Lets put aside the question of should people even get their health insurance from their employer - that's how it works today for many. Lets just look at what this does.
First you have companies that do provide health insurance, but not at the mandated 80%/70% amounts. So let's take a real example of a company that pays 100% of the individual and 0% of the family part. And it is set up this way based on employee feedback because many employees are single and many others have a spouse's plan covering the spouse & kids. This change can be made at no cost to the company, but the employees will be worse off.
Lets take a second real example where a company provides health insurance at a bit below these percentages. But it's a really good plan, covering most everything, and is through Aetna so that claims are paid with a minimum of hassle. Again, at no additional cost to the company they can get a plan that covers less through a carrier that is a PITA to deal with, but meets the percentages. Again, the workers are less happy.
Now the above examples are the best case scenarios. The workers are a bit worse off, the business is a bit worse off, but no jobs were lost. Lets get in to the bad cases.
Next we have the case of a company that provides no health insurance or what they provide is so much less than this, that in either case they are looking at a much larger expense. What's key here is that this expense is per employee. Not per dollar paid to employees. Not per dollar of income received. It's a flat fee per employee.
So what this company must do is layoff every employee it can, while getting the remaining ones to work as long and as hard as possible. Better to layoff 1 person and pay 2 others for 20 hours/week of overtime each.
This measure will reduce jobs substantially in those industries that provide little or no health insurance. And those jobs are overwhelmingly lower paying jobs - this really hurts the blue collar worker.

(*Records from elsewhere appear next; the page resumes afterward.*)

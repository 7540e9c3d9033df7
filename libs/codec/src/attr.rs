//! # Attribute Stream Parsing
//!
//! ## Purpose
//!
//! Lazy, zero-copy traversal of a netlink attribute stream. Each step reads a
//! 4-byte [`NlAttr`] header, yields a view over exactly the declared length,
//! and advances by that length rounded up to the attribute alignment.
//!
//! ## End of Stream vs Malformed Stream
//!
//! - Fewer than [`NLA_HDRLEN`] bytes left: normal end, iteration stops.
//! - Declared length below the header size or past the remaining bytes: the
//!   iterator yields one [`ProtocolError::MalformedAttribute`] and then stops.
//!   [`AttrIter::remaining`] still reports the unconsumed bytes.
//!
//! ## Nesting
//!
//! An attribute with [`NLA_F_NESTED`](netlink_types::NLA_F_NESTED) set carries
//! another attribute stream as its payload; [`Attr::nested`] starts a fresh
//! iterator over it.

use std::iter::FusedIterator;

use netlink_types::{NlAttr, NLA_HDRLEN};
use zerocopy::FromBytes;

use crate::error::{ProtocolError, ProtocolResult};
use crate::layout::nla_align;

/// Shape of an attribute as seen by consumers
#[derive(Debug, Clone, Copy, PartialEq, Eq)]
pub enum AttrKind {
    /// Type tag is zero, the attribute only fills space
    Padding,
    /// Opaque payload
    Leaf,
    /// Payload is an attribute stream
    Nested,
}

/// Borrowed view of one attribute inside a stream
#[derive(Debug, Clone, Copy)]
pub struct Attr<'a> {
    header: &'a NlAttr,
    payload: &'a [u8],
    padding: &'a [u8],
    offset: usize,
}

impl<'a> Attr<'a> {
    pub fn header(&self) -> &'a NlAttr {
        self.header
    }

    /// Type tag including flag bits
    pub fn raw_type(&self) -> u16 {
        self.header.raw_type()
    }

    /// Concrete type with flag bits masked off
    pub fn attr_type(&self) -> u16 {
        self.header.attr_type()
    }

    pub fn is_nested(&self) -> bool {
        self.header.is_nested()
    }

    pub fn kind(&self) -> AttrKind {
        if self.raw_type() == 0 {
            AttrKind::Padding
        } else if self.is_nested() {
            AttrKind::Nested
        } else {
            AttrKind::Leaf
        }
    }

    /// Payload length (declared length minus the attribute header)
    pub fn len(&self) -> usize {
        self.payload.len()
    }

    pub fn is_empty(&self) -> bool {
        self.payload.is_empty()
    }

    pub fn payload(&self) -> &'a [u8] {
        self.payload
    }

    /// Alignment bytes between this attribute and the next one
    pub fn padding(&self) -> &'a [u8] {
        self.padding
    }

    pub fn padlen(&self) -> usize {
        self.padding.len()
    }

    /// Offset of the attribute header within the stream it was read from
    pub fn offset(&self) -> usize {
        self.offset
    }

    /// Iterate the payload as an attribute stream
    pub fn nested(&self) -> AttrIter<'a> {
        AttrIter::new(self.payload)
    }

    pub fn get_u8(&self) -> Option<u8> {
        self.payload.first().copied()
    }

    pub fn get_u16(&self) -> Option<u16> {
        self.payload
            .get(..2)
            .and_then(|b| b.try_into().ok())
            .map(u16::from_ne_bytes)
    }

    pub fn get_u32(&self) -> Option<u32> {
        self.payload
            .get(..4)
            .and_then(|b| b.try_into().ok())
            .map(u32::from_ne_bytes)
    }

    pub fn get_u64(&self) -> Option<u64> {
        self.payload
            .get(..8)
            .and_then(|b| b.try_into().ok())
            .map(u64::from_ne_bytes)
    }

    /// Payload as a string, up to the first NUL
    pub fn get_string(&self) -> Option<&'a str> {
        let end = self
            .payload
            .iter()
            .position(|&b| b == 0)
            .unwrap_or(self.payload.len());
        std::str::from_utf8(&self.payload[..end]).ok()
    }
}

/// Iterator over an attribute stream
///
/// Yields `Ok(Attr)` for each well-formed attribute, at most one `Err` for a
/// malformed one, then `None` forever.
#[derive(Debug, Clone)]
pub struct AttrIter<'a> {
    data: &'a [u8],
    pos: usize,
    done: bool,
}

impl<'a> AttrIter<'a> {
    pub fn new(data: &'a [u8]) -> Self {
        Self {
            data,
            pos: 0,
            done: false,
        }
    }

    /// Bytes not yet consumed by the iterator
    pub fn remaining(&self) -> usize {
        self.data.len() - self.pos
    }
}

impl<'a> Iterator for AttrIter<'a> {
    type Item = ProtocolResult<Attr<'a>>;

    fn next(&mut self) -> Option<Self::Item> {
        if self.done {
            return None;
        }

        let rest = &self.data[self.pos..];
        let header = match NlAttr::ref_from_prefix(rest) {
            Some(header) => header,
            None => {
                self.done = true;
                return None;
            }
        };

        let declared = header.len() as usize;
        if declared < NLA_HDRLEN || declared > rest.len() {
            self.done = true;
            return Some(Err(ProtocolError::malformed_attribute(
                self.pos,
                declared,
                rest.len(),
            )));
        }

        let advance = nla_align(declared).min(rest.len());
        let attr = Attr {
            header,
            payload: &rest[NLA_HDRLEN..declared],
            padding: &rest[declared..advance],
            offset: self.pos,
        };
        self.pos += advance;

        Some(Ok(attr))
    }
}

impl FusedIterator for AttrIter<'_> {}

/// Find the first attribute of a given type in a stream
///
/// Flag bits are masked off both sides before comparing and padding
/// attributes never match. A malformed stream is reported rather than
/// treated as "not found".
pub fn find_attr(data: &[u8], attr_type: u16) -> ProtocolResult<Option<Attr<'_>>> {
    let wanted = attr_type & netlink_types::NLA_TYPE_MASK;
    for attr in AttrIter::new(data) {
        let attr = attr?;
        // Type 0 only fills space, flag bits or not
        if attr.kind() == AttrKind::Padding || attr.attr_type() == 0 {
            continue;
        }
        if attr.attr_type() == wanted {
            return Ok(Some(attr));
        }
    }
    Ok(None)
}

But that's not the worst case. Lets now look at the companies that require lots of unskilled or semi-skilled labor, have a very low profit margin, and can be located anywhere. Those companies are gone. You can't bring in an added expense like this and still compete against companies that don't have this additional overhead.
Granted, these are jobs that suck. They don't pay well. Those workers having no health insurance is a national shame. But eliminating the job is not the answer because the job, lousy as it is, beats no job.
The Health Insurance Initiative will be devastating for the workers at the lower end of the economic scale in this state. And for most of them it doesn't mean they will get health insurance, it means they will go from a job with little or no health insurance ... to no job at all.
But with that said, this was started by Jonathan Coors and associated bozos in the "business community" (who do not represent many of us business owners). They are the imbeciles who saw a smoothly running business/worker environment and decided to fuck it up.
All of these initiatives hurt the business economy and thereby the workers in this state. And the unions choose a terrible way to fight back. But the business community did fire first amd as such deservie the worst of our ire.